(Saved entries)
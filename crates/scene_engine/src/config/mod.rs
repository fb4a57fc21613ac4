//! Configuration system

pub use serde::{Serialize, Deserialize};

/// Configuration trait
///
/// Any serializable settings struct gets TOML and RON file support for free.
pub trait Config: Serialize + for<'de> Deserialize<'de> + Default {
    /// Load configuration from file
    fn load_from_file(path: &str) -> Result<Self, ConfigError> {
        let contents = std::fs::read_to_string(path)
            .map_err(ConfigError::Io)?;

        // Try different formats
        if path.ends_with(".toml") {
            toml::from_str(&contents).map_err(|e| ConfigError::Parse(e.to_string()))
        } else if path.ends_with(".ron") {
            ron::from_str(&contents).map_err(|e| ConfigError::Parse(e.to_string()))
        } else {
            Err(ConfigError::UnsupportedFormat(path.to_string()))
        }
    }

    /// Load configuration from file, falling back to defaults when the file is missing
    fn load_or_default(path: &str) -> Result<Self, ConfigError> {
        match Self::load_from_file(path) {
            Err(ConfigError::Io(e)) if e.kind() == std::io::ErrorKind::NotFound => {
                log::info!("No config at {}, using defaults", path);
                Ok(Self::default())
            }
            other => other,
        }
    }

    /// Save configuration to file
    fn save_to_file(&self, path: &str) -> Result<(), ConfigError> {
        let contents = if path.ends_with(".toml") {
            toml::to_string_pretty(self).map_err(|e| ConfigError::Serialize(e.to_string()))?
        } else if path.ends_with(".ron") {
            ron::ser::to_string_pretty(self, ron::ser::PrettyConfig::default())
                .map_err(|e| ConfigError::Serialize(e.to_string()))?
        } else {
            return Err(ConfigError::UnsupportedFormat(path.to_string()));
        };

        std::fs::write(path, contents).map_err(ConfigError::Io)
    }
}

/// Configuration errors
#[derive(thiserror::Error, Debug)]
pub enum ConfigError {
    /// IO error
    #[error("IO error: {0}")]
    Io(#[from] std::io::Error),

    /// Parse error
    #[error("Parse error: {0}")]
    Parse(String),

    /// Serialization error
    #[error("Serialization error: {0}")]
    Serialize(String),

    /// Unsupported format
    #[error("Unsupported format: {0}")]
    UnsupportedFormat(String),

    /// A value failed validation
    #[error("Invalid value for {field}: {reason}")]
    Invalid {
        /// Name of the offending field
        field: &'static str,
        /// Why it was rejected
        reason: String,
    },
}
//! Node behaviors used by the crate drop demo

use scene_engine::physics::Rect;
use scene_engine::prelude::*;
use std::collections::HashSet;

/// Constant downward acceleration with a terminal speed
pub struct Gravity {
    velocity: f32,
    acceleration: f32,
    terminal: f32,
    size: Vec2,
    color: Color,
}

impl Gravity {
    pub fn new(acceleration: f32, terminal: f32, size: Vec2, color: Color) -> Self {
        Self {
            velocity: 0.0,
            acceleration,
            terminal,
            size,
            color,
        }
    }
}

impl NodeBehavior for Gravity {
    fn process(&mut self, node: NodeId, graph: &mut SceneGraph, ctx: &mut FrameContext) {
        self.velocity = (self.velocity + self.acceleration * ctx.delta()).min(self.terminal);
        if let Err(e) = graph.translate(node, vec2(0.0, self.velocity * ctx.delta())) {
            log::warn!("Crate {:?} could not move: {}", node, e);
        }
    }

    fn render(&self, node: NodeId, graph: &SceneGraph, canvas: &mut dyn Canvas) {
        if let Ok(position) = graph.global_position(node) {
            canvas.fill_rect(Rect::new(position, self.size.x, self.size.y), self.color);
        }
    }

    fn on_collision(&mut self, _node: NodeId, other: NodeId, graph: &mut SceneGraph) {
        // Landing on something solid kills the fall speed
        if graph.body(other).is_ok_and(|body| body.kind() != BodyKind::Area) {
            self.velocity = 0.0;
        }
    }
}

/// Draws a solid block for a body that never moves on its own
pub struct Block {
    size: Vec2,
    color: Color,
}

impl Block {
    pub fn new(size: Vec2, color: Color) -> Self {
        Self { size, color }
    }
}

impl NodeBehavior for Block {
    fn render(&self, node: NodeId, graph: &SceneGraph, canvas: &mut dyn Canvas) {
        if let Ok(position) = graph.global_position(node) {
            canvas.fill_rect(Rect::new(position, self.size.x, self.size.y), self.color);
        }
    }
}

/// Logs every body the first time it enters the owning area
pub struct TriggerLog {
    name: &'static str,
    seen: HashSet<NodeId>,
}

impl TriggerLog {
    pub fn new(name: &'static str) -> Self {
        Self {
            name,
            seen: HashSet::new(),
        }
    }
}

impl NodeBehavior for TriggerLog {
    fn on_collision(&mut self, _node: NodeId, other: NodeId, _graph: &mut SceneGraph) {
        if self.seen.insert(other) {
            log::info!("{}: {:?} entered", self.name, other);
        }
    }

    fn on_removed(&mut self, _node: NodeId) {
        log::debug!("{}: {} bodies seen in total", self.name, self.seen.len());
    }
}

/// Sends the engine to another scene after a number of frames
pub struct SceneTimer {
    next: NodeId,
    frames_left: u64,
}

impl SceneTimer {
    pub fn new(next: NodeId, frames: u64) -> Self {
        Self {
            next,
            frames_left: frames,
        }
    }
}

impl NodeBehavior for SceneTimer {
    fn process(&mut self, _node: NodeId, _graph: &mut SceneGraph, ctx: &mut FrameContext) {
        if self.frames_left == 0 {
            return;
        }
        self.frames_left -= 1;
        if self.frames_left == 0 {
            log::info!("Switching scene at frame {}", ctx.frame());
            ctx.navigate_to(self.next);
        }
    }
}

/// Asks the engine to stop after a number of frames in this scene
pub struct QuitAfter {
    frames_left: u64,
}

impl QuitAfter {
    pub fn new(frames: u64) -> Self {
        Self { frames_left: frames }
    }
}

impl NodeBehavior for QuitAfter {
    fn process(&mut self, _node: NodeId, _graph: &mut SceneGraph, ctx: &mut FrameContext) {
        self.frames_left = self.frames_left.saturating_sub(1);
        if self.frames_left == 0 {
            ctx.request_quit();
        }
    }
}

[WORK ITEM]
Report each line above that includes the string "speed".

[ANSWER BOX]
/// Constant downward acceleration with a terminal speed
        // Landing on something solid kills the fall speed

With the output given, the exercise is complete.